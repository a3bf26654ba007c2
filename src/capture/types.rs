// Core types for guided capture steps

use std::fmt;
use std::sync::Arc;
use std::time::Duration;

use chrono::{DateTime, Utc};
use serde::{Deserialize, Serialize};

use crate::capture::errors::StepConfigError;
use crate::capture::traits::{DecodeHandler, PhotoSink};

/// Barcode symbologies a step can ask the decoder for
#[derive(Debug, Clone, Copy, PartialEq, Eq, Hash, Serialize, Deserialize)]
#[serde(rename_all = "snake_case")]
pub enum Symbology {
    Qr,
    DataMatrix,
    Pdf417,
    Aztec,
    Code128,
    Code39,
    Ean13,
    Ean8,
    UpcA,
    UpcE,
}

/// How the camera flash is driven while a step is on screen
#[derive(Debug, Clone, Copy, PartialEq, Eq, Default, Serialize, Deserialize)]
#[serde(rename_all = "snake_case")]
pub enum FlashPolicy {
    /// User cycles the flash state with a toggle
    Manual,
    AlwaysOn,
    AlwaysOff,
    #[default]
    Auto,
}

/// Flash state exposed to the user under the manual policy
#[derive(Debug, Clone, Copy, PartialEq, Eq, Serialize, Deserialize)]
#[serde(rename_all = "snake_case")]
pub enum FlashState {
    On,
    Off,
    Auto,
}

impl FlashState {
    /// Next state in the `Off -> On -> Auto -> Off` cycle
    pub fn cycled(self) -> Self {
        match self {
            FlashState::Off => FlashState::On,
            FlashState::On => FlashState::Auto,
            FlashState::Auto => FlashState::Off,
        }
    }
}

impl FlashPolicy {
    /// Flash mode the camera should use for this policy
    pub fn effective(self, manual_state: FlashState) -> FlashState {
        match self {
            FlashPolicy::Manual => manual_state,
            FlashPolicy::AlwaysOn => FlashState::On,
            FlashPolicy::AlwaysOff => FlashState::Off,
            FlashPolicy::Auto => FlashState::Auto,
        }
    }
}

/// Which viewport dimension drives the outline size
#[derive(Debug, Clone, Copy, PartialEq, Serialize, Deserialize)]
#[serde(rename_all = "snake_case")]
pub enum OutlineExtent {
    /// Fraction of the viewport height
    Height(f32),
    /// Fraction of the viewport width
    Width(f32),
}

/// Capture area drawn over the viewfinder
#[derive(Debug, Clone, Copy, PartialEq, Serialize, Deserialize)]
pub struct Outline {
    aspect_ratio: f32,
    extent: OutlineExtent,
}

/// Pixel size of an outline frame
#[derive(Debug, Clone, Copy, PartialEq, Serialize, Deserialize)]
pub struct FrameSize {
    pub width: f32,
    pub height: f32,
}

impl Outline {
    pub fn new(aspect_ratio: f32, extent: OutlineExtent) -> Result<Self, StepConfigError> {
        if !aspect_ratio.is_finite() || aspect_ratio <= 0.0 {
            return Err(StepConfigError::InvalidAspectRatio(aspect_ratio));
        }
        let fraction = match extent {
            OutlineExtent::Height(f) | OutlineExtent::Width(f) => f,
        };
        if !fraction.is_finite() || fraction <= 0.0 || fraction > 1.0 {
            return Err(StepConfigError::InvalidFraction(fraction));
        }
        Ok(Self {
            aspect_ratio,
            extent,
        })
    }

    /// Build an outline from optional height/width fractions.
    ///
    /// Exactly one fraction must be present.
    pub fn from_fractions(
        aspect_ratio: f32,
        height_fraction: Option<f32>,
        width_fraction: Option<f32>,
    ) -> Result<Self, StepConfigError> {
        let extent = match (height_fraction, width_fraction) {
            (Some(h), None) => OutlineExtent::Height(h),
            (None, Some(w)) => OutlineExtent::Width(w),
            (Some(_), Some(_)) => return Err(StepConfigError::AmbiguousOutline),
            (None, None) => return Err(StepConfigError::MissingOutlineExtent),
        };
        Self::new(aspect_ratio, extent)
    }

    pub fn aspect_ratio(&self) -> f32 {
        self.aspect_ratio
    }

    pub fn extent(&self) -> OutlineExtent {
        self.extent
    }

    /// Frame size inside a viewport of the given pixel dimensions
    pub fn frame(&self, viewport_width: f32, viewport_height: f32) -> FrameSize {
        match self.extent {
            OutlineExtent::Height(h) => {
                let height = viewport_height * h;
                FrameSize {
                    width: height * self.aspect_ratio,
                    height,
                }
            }
            OutlineExtent::Width(w) => {
                let width = viewport_width * w;
                FrameSize {
                    width,
                    height: width / self.aspect_ratio,
                }
            }
        }
    }
}

/// A decode result delivered by the camera's barcode reader
#[derive(Debug, Clone, PartialEq, Eq, Serialize, Deserialize)]
pub struct BarcodeScan {
    pub symbology: Symbology,
    pub data: String,
}

impl BarcodeScan {
    pub fn new(symbology: Symbology, data: impl Into<String>) -> Self {
        Self {
            symbology,
            data: data.into(),
        }
    }
}

/// Reference to an image produced by the camera
#[derive(Debug, Clone, PartialEq, Eq, Hash, Serialize, Deserialize)]
pub struct ImageRef(pub String);

impl ImageRef {
    pub fn as_str(&self) -> &str {
        &self.0
    }
}

impl fmt::Display for ImageRef {
    fn fmt(&self, f: &mut fmt::Formatter<'_>) -> fmt::Result {
        f.write_str(&self.0)
    }
}

/// Photo handed to a step's sink
#[derive(Debug, Clone, PartialEq, Serialize, Deserialize)]
pub struct CapturedPhoto {
    pub step_id: String,
    pub image: ImageRef,
    pub is_emulated: bool,
    pub captured_at: DateTime<Utc>,
}

/// Options passed to the camera for a single shot
#[derive(Debug, Clone, Copy, PartialEq, Serialize, Deserialize)]
pub struct ShotOptions {
    pub quality: f32,
    pub pause_after_capture: bool,
}

impl ShotOptions {
    pub fn for_device(is_emulated: bool) -> Self {
        Self {
            quality: if is_emulated { 0.95 } else { 1.0 },
            pause_after_capture: true,
        }
    }
}

/// Normalized point inside the capture viewport
#[derive(Debug, Clone, Copy, PartialEq, Serialize, Deserialize)]
pub struct FocusPoint {
    pub x: f32,
    pub y: f32,
}

impl FocusPoint {
    /// Normalize a pixel location against the viewport size
    pub fn from_viewport(x: f32, y: f32, width: f32, height: f32) -> Option<Self> {
        if width <= 0.0 || height <= 0.0 {
            return None;
        }
        let point = Self {
            x: x / width,
            y: y / height,
        };
        point.is_within_viewport().then_some(point)
    }

    pub fn is_within_viewport(&self) -> bool {
        (0.0..=1.0).contains(&self.x) && (0.0..=1.0).contains(&self.y)
    }
}

/// Phase of the workflow for the current step
#[derive(Debug, Clone, Copy, PartialEq, Eq, Serialize, Deserialize)]
#[serde(rename_all = "snake_case")]
pub enum Phase {
    /// Entry animation running; step-ending actions suppressed
    Entering,
    /// Step fully interactive
    Active,
    /// Accepted scan being confirmed by the success animation
    ScanConfirming,
    /// Exit animation running
    Exiting,
    /// Terminal
    Finished,
}

/// Colour state of the capture outline
#[derive(Debug, Clone, Copy, PartialEq, Eq, Default, Serialize, Deserialize)]
#[serde(rename_all = "snake_case")]
pub enum OutlineTint {
    #[default]
    Neutral,
    Success,
}

/// How a step ended
#[derive(Debug, Clone, PartialEq, Eq, Serialize, Deserialize)]
#[serde(tag = "outcome", rename_all = "snake_case")]
pub enum StepOutcome {
    Scanned { payload: Option<String> },
    Captured { image: ImageRef },
    Skipped,
}

/// Artifact emitted for each completed step
#[derive(Debug, Clone, PartialEq, Eq, Serialize, Deserialize)]
pub struct StepRecord {
    pub index: usize,
    pub step_id: String,
    #[serde(flatten)]
    pub outcome: StepOutcome,
}

/// Discriminant of a step, without its callbacks
#[derive(Debug, Clone, Copy, PartialEq, Eq, Serialize, Deserialize)]
#[serde(rename_all = "snake_case")]
pub enum StepKindTag {
    Barcode,
    Photo,
}

/// Barcode scan step
pub struct BarcodeStep {
    pub symbology: Symbology,
    pub grace_period: Option<Duration>,
    pub handler: Box<dyn DecodeHandler>,
}

impl fmt::Debug for BarcodeStep {
    fn fmt(&self, f: &mut fmt::Formatter<'_>) -> fmt::Result {
        f.debug_struct("BarcodeStep")
            .field("symbology", &self.symbology)
            .field("grace_period", &self.grace_period)
            .finish_non_exhaustive()
    }
}

/// Photo shot step
pub struct PhotoStep {
    pub sink: Arc<dyn PhotoSink>,
}

impl fmt::Debug for PhotoStep {
    fn fmt(&self, f: &mut fmt::Formatter<'_>) -> fmt::Result {
        f.debug_struct("PhotoStep").finish_non_exhaustive()
    }
}

#[derive(Debug)]
pub enum StepKind {
    Barcode(BarcodeStep),
    Photo(PhotoStep),
}

/// One unit of the guided sequence
#[derive(Debug)]
pub struct CaptureStep {
    pub id: String,
    pub message: Option<String>,
    pub skippable: bool,
    pub outline: Option<Outline>,
    pub flash_policy: FlashPolicy,
    pub kind: StepKind,
}

impl CaptureStep {
    pub fn barcode(
        id: impl Into<String>,
        symbology: Symbology,
        handler: impl DecodeHandler + 'static,
    ) -> Self {
        Self::with_kind(
            id,
            StepKind::Barcode(BarcodeStep {
                symbology,
                grace_period: None,
                handler: Box::new(handler),
            }),
        )
    }

    pub fn photo(id: impl Into<String>, sink: Arc<dyn PhotoSink>) -> Self {
        Self::with_kind(id, StepKind::Photo(PhotoStep { sink }))
    }

    fn with_kind(id: impl Into<String>, kind: StepKind) -> Self {
        Self {
            id: id.into(),
            message: None,
            skippable: false,
            outline: None,
            flash_policy: FlashPolicy::default(),
            kind,
        }
    }

    pub fn with_message(mut self, message: impl Into<String>) -> Self {
        self.message = Some(message.into());
        self
    }

    pub fn skippable(mut self, skippable: bool) -> Self {
        self.skippable = skippable;
        self
    }

    pub fn with_outline(mut self, outline: Outline) -> Self {
        self.outline = Some(outline);
        self
    }

    pub fn with_flash(mut self, policy: FlashPolicy) -> Self {
        self.flash_policy = policy;
        self
    }

    /// Set the barcode grace period. Zero disables it; ignored on photo steps.
    pub fn with_grace_period(mut self, grace: Duration) -> Self {
        if let StepKind::Barcode(barcode) = &mut self.kind {
            barcode.grace_period = (!grace.is_zero()).then_some(grace);
        }
        self
    }

    pub fn tag(&self) -> StepKindTag {
        match self.kind {
            StepKind::Barcode(_) => StepKindTag::Barcode,
            StepKind::Photo(_) => StepKindTag::Photo,
        }
    }

    /// Callback-free description consumed by the state machine
    pub fn profile(&self) -> StepProfile {
        StepProfile {
            id: self.id.clone(),
            kind: self.tag(),
            message: self.message.clone(),
            skippable: self.skippable,
            flash_policy: self.flash_policy,
            grace_period: match &self.kind {
                StepKind::Barcode(barcode) => barcode.grace_period,
                StepKind::Photo(_) => None,
            },
        }
    }
}

/// Step data the state machine needs to drive a step
#[derive(Debug, Clone, PartialEq, Eq, Serialize, Deserialize)]
pub struct StepProfile {
    pub id: String,
    pub kind: StepKindTag,
    pub message: Option<String>,
    pub skippable: bool,
    pub flash_policy: FlashPolicy,
    pub grace_period: Option<Duration>,
}
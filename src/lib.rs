// Capture Guide Library - guided barcode and photo capture workflow
// This exposes the core components for testing and integration

pub mod barcode;
pub mod capture;
pub mod checksum;
pub mod cli;
pub mod config;
pub mod kit;
pub mod paths;
pub mod photos;
pub mod telemetry;

// Re-export key types for easy access
pub use barcode::{lot_number_from_payload, validate_lot_number, LotNumberError, LotNumberScanner};
pub use capture::{
    CaptureSession, CaptureStep, CaptureView, Phase, SessionHandle, SessionReport, StepRecord,
    Timings, WorkflowMachine,
};
pub use checksum::{append_check_digit, compute_check_digit, validate};
pub use config::{config, init_config, CaptureGuideConfig};
pub use paths::PathSubstitutions;
pub use photos::{PhotoItem, PhotoLog};
pub use telemetry::{create_operation_span, generate_session_id, init_telemetry};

━━━━

[Task brief]
Work through the data above and give the number of lines in which "Auto" appears; add nothing else.

[Completed exercise]
6